Apple will begin refurbishing and later assembling iPhones in Pakistan under a new incentives framework, Engineering Development Board CEO Hamad Ali Mansoor told Express Tribune, projecting $100m in first-year re-exports and higher localisation targets.
Apple is set to enter Pakistan’s mobile manufacturing sector with a phased plan starting from refurbishing iPhones for re-export, Engineering Development Board Chief Executive Officer Hamad Ali Mansoor said in an interview with Express Tribune.
“We have included Apple’s key conditions in the proposed Mobile and Electronics Manufacturing Framework, which is being submitted for approval to Prime Minister Shehbaz Sharif,” Mansoor said.
Read More: PTA Approves iPhone 16, 15, 14 on Easy Instalments
He said Apple sought three main incentives. The company requested land at discounted rates. It also asked for permission to refurbish two- to three-year-old iPhones. In addition, it sought an 8% performance-based incentive.
“The government is already offering 6% performance incentives to existing mobile manufacturers. We are increasing this to 8% to attract Apple and other global players,” Mansoor said.
He added that Apple had followed a similar entry strategy in Indonesia, Malaysia and India. The company initially launched repair and refurbishment operations to train local manpower. It later moved to full-scale manufacturing in those markets.
Pakistan expects $100m in re-exports of refurbished iPhones during the first year of operations, he said. Officials see the move as a stepping stone toward full-scale iPhone assembly.
Pakistan’s mobile assembly industry has expanded sharply since 2020. According to the Pakistan Telecommunication Authority, local plants assembled over 21m mobile phones in 2023, compared with negligible volumes five years earlier. Commercial imports of fully built units have declined significantly under higher regulatory duties.

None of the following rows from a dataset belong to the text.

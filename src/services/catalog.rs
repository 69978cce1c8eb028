//! Plan catalog

use std::collections::HashMap;
use std::path::Path;

use serde::{Deserialize, Serialize};
use tracing::info;

use crate::error::{Error, Result};

/// A service plan as resolved from the catalog
#[derive(Clone, Debug, PartialEq, Eq, Deserialize, Serialize)]
pub struct Plan {
    pub id: String,

    #[serde(default)]
    pub name: String,

    #[serde(default)]
    pub service_id: String,

    /// Base URL of the executor serving this plan; falls back to the
    /// operator-wide service endpoint when absent
    #[serde(default, skip_serializing_if = "Option::is_none")]
    pub endpoint: Option<String>,
}

/// Plan lookup
pub trait Catalog: Send + Sync {
    fn get_plan(&self, plan_id: &str) -> Result<Plan>;
}

#[derive(Debug, Deserialize)]
struct CatalogFile {
    #[serde(default)]
    plans: Vec<Plan>,
}

/// Catalog loaded once from a YAML document of the form `plans: [...]`
#[derive(Clone, Debug, Default)]
pub struct StaticCatalog {
    plans: HashMap<String, Plan>,
}

impl StaticCatalog {
    pub fn new(plans: impl IntoIterator<Item = Plan>) -> Self {
        Self {
            plans: plans.into_iter().map(|p| (p.id.clone(), p)).collect(),
        }
    }

    pub fn from_yaml(document: &str) -> Result<Self> {
        let file: CatalogFile = serde_yaml::from_str(document)?;
        Ok(Self::new(file.plans))
    }

    pub fn load(path: &Path) -> Result<Self> {
        let document = std::fs::read_to_string(path)?;
        let catalog = Self::from_yaml(&document)?;
        info!(path = %path.display(), plans = catalog.plans.len(), "Loaded plan catalog");
        Ok(catalog)
    }
}

impl Catalog for StaticCatalog {
    fn get_plan(&self, plan_id: &str) -> Result<Plan> {
        self.plans
            .get(plan_id)
            .cloned()
            .ok_or_else(|| Error::PlanNotFound(plan_id.to_string()))
    }
}

#[cfg(test)]
mod tests {
    use super::*;

    #[test]
    fn test_loads_plans_from_yaml() {
        let catalog = StaticCatalog::from_yaml(
            r#"
plans:
  - id: p-small
    name: small
    service_id: postgres
    endpoint: http://postgres-broker:9293
  - id: p-large
"#,
        )
        .unwrap();

        let plan = catalog.get_plan("p-small").unwrap();
        assert_eq!(plan.service_id, "postgres");
        assert_eq!(plan.endpoint.as_deref(), Some("http://postgres-broker:9293"));
        assert!(catalog.get_plan("p-large").unwrap().endpoint.is_none());
    }

    #[test]
    fn test_unknown_plan() {
        let catalog = StaticCatalog::default();
        assert!(matches!(
            catalog.get_plan("missing"),
            Err(Error::PlanNotFound(id)) if id == "missing"
        ));
    }
}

Yet localisation remains low. “Currently, localisation in mobile phone manufacturing stands at around 12%,” Mansoor said. “Manufacturers have assured us they will increase localisation to 35% in the first year, and then to 50%.”
The government wants to build a domestic supply chain for components. Pakistan imported billions of dollars worth of mobile parts in recent years, according to State Bank of Pakistan data. Authorities believe higher local value addition will reduce pressure on foreign exchange reserves.
Mansoor said the proposed framework also includes an export levy of up to 6% on high-end mobile phones. The levy aims to generate Rs62bn for a technology investment fund. Devices priced between Rs50,000 and Rs60,000 will remain exempt. The levy will apply to phones priced above Rs100,000.
“These funds will be used to promote localisation and technology development in mobile manufacturing,” he said.
The policy push aligns with Pakistan’s broader export diversification strategy. According to the State Bank, Pakistan’s total goods exports hovered around $30bn in fiscal year 2024. Textiles accounted for more than half of export receipts. Electronics exports remain marginal compared to regional competitors.
India’s mobile phone exports crossed $15bn in fiscal year 2024 under its production-linked incentive scheme, according to official Indian data. Vietnam and Malaysia have also become major electronics hubs over the past decade. Pakistan now aims to replicate parts of that model.
Mansoor said Chinese investors are also committing fresh capital. “We are expecting $557m in mobile manufacturing investment from Chinese companies,” he said. Several memorandums of understanding were signed during the prime minister’s recent visit to China.
He added that the new policy targets investment beyond smartphones. The framework covers laptops, tablets, smart watches, trackers and wireless earbuds. Authorities aim to transform Pakistan into a regional hub for mobile and electronics exports.
Alongside electronics, the government is expanding support for electric vehicles. Under the current fiscal year budget, Rs9bn was allocated to subsidise electric two-wheelers. Buyers receive up to 40% subsidy, financed through a 3% tax on conventional vehicles.
“We have collected Rs12bn in six months against a Rs9bn target,” Mansoor said. The surplus allows authorities to consider extending subsidies to four-wheeler electric vehicles.
He said a Lahore-based company is setting up a plant to produce small electric cars priced between Rs700,000 and Rs800,000. The pricing is comparable to entry-level conventional vehicles such as Suzuki Alto.
The government plans to widen the e-bike scheme beyond balloting in the second phase. Mansoor said digitisation of certification and regulatory processes in the auto industry is also under way to ensure transparency.
If approved, the new Mobile and Electronics Manufacturing Framework could mark Pakistan’s first major attempt to bring Apple into local assembly. Mansoor said the government remains focused on localisation, export growth and positioning Pakistan as a competitive electronics manufacturing destination.